*** Opening RECORDS TO USE ***

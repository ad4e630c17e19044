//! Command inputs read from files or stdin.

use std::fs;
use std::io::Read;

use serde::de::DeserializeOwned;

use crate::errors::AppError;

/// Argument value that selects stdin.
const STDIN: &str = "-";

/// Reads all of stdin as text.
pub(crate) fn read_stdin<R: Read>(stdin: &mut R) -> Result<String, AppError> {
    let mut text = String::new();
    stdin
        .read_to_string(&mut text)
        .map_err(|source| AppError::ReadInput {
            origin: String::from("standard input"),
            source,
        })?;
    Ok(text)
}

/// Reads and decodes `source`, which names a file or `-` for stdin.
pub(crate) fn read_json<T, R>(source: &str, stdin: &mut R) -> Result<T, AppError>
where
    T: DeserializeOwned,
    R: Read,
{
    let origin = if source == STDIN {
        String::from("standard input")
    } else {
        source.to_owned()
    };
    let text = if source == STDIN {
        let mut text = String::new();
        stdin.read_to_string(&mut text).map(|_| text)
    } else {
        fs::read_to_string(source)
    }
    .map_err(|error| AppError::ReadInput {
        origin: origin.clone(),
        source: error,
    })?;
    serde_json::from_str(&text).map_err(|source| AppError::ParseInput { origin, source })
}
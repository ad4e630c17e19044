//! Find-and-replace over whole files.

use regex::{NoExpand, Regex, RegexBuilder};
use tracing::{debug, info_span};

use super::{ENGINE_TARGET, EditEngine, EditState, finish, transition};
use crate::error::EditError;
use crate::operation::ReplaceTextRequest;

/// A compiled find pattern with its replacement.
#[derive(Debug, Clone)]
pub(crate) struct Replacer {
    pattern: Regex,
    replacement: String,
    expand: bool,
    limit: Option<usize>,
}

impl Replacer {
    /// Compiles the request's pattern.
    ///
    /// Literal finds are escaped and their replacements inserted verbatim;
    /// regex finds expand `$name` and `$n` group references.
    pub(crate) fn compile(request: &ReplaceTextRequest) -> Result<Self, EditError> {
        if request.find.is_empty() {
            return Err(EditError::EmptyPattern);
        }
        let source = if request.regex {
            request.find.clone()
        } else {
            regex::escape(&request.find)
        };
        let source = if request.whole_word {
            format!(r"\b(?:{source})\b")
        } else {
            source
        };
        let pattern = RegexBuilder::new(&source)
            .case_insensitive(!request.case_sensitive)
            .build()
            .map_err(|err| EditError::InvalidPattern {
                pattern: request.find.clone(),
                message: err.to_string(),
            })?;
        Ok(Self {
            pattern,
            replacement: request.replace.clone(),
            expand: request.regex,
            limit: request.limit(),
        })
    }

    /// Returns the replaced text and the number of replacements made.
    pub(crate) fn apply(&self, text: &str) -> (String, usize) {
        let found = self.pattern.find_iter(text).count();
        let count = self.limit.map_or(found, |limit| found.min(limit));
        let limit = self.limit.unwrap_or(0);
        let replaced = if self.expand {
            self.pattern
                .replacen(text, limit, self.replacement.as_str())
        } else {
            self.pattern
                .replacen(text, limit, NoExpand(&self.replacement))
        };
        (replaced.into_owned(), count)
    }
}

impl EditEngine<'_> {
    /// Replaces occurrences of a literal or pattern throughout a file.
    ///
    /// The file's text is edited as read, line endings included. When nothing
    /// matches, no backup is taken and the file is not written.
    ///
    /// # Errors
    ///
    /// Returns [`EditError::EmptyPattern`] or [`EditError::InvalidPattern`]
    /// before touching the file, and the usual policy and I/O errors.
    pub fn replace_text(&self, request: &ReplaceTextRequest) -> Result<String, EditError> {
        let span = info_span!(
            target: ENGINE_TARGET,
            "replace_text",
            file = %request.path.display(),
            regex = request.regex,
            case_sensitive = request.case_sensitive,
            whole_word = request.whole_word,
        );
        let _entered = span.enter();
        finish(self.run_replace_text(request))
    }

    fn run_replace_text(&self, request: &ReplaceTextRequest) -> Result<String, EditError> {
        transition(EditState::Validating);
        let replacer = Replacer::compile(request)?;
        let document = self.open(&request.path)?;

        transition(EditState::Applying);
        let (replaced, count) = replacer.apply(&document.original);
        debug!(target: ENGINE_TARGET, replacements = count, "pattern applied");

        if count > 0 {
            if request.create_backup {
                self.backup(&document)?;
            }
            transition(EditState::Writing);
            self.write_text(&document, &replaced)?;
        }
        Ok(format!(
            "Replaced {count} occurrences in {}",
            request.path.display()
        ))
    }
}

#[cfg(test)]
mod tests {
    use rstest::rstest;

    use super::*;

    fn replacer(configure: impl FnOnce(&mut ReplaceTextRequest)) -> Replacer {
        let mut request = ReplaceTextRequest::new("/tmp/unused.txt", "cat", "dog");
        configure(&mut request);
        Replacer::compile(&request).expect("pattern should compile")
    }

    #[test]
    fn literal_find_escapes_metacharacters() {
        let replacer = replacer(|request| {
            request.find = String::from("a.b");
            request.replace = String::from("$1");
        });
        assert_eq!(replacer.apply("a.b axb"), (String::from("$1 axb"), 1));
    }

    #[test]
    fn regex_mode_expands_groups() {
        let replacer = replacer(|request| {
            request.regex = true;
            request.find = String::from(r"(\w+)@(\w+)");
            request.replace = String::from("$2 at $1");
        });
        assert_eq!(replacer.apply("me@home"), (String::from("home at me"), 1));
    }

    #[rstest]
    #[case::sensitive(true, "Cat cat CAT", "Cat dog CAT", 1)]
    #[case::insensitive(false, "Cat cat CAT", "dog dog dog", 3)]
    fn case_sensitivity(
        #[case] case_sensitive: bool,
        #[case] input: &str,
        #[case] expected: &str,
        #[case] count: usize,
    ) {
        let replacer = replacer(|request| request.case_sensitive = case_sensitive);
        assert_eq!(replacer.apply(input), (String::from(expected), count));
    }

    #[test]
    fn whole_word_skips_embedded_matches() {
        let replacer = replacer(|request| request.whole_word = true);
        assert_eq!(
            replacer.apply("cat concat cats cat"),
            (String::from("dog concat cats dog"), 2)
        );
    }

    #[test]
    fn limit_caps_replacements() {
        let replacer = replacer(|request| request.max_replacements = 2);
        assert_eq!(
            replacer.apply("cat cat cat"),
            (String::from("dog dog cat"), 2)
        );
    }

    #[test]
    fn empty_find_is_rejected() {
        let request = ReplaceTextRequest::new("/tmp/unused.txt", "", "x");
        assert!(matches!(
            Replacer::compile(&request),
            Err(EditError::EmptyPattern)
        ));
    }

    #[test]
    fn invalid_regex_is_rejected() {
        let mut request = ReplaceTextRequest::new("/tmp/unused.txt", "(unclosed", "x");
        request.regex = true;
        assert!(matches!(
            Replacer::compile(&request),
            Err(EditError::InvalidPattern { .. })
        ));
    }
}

*** Closing RECORDS TO USE ***

• _ACTIVITY_
Your reply must be one number, namely the count of lines above that hold the string "document".

• _WORKED SOLUTION_
4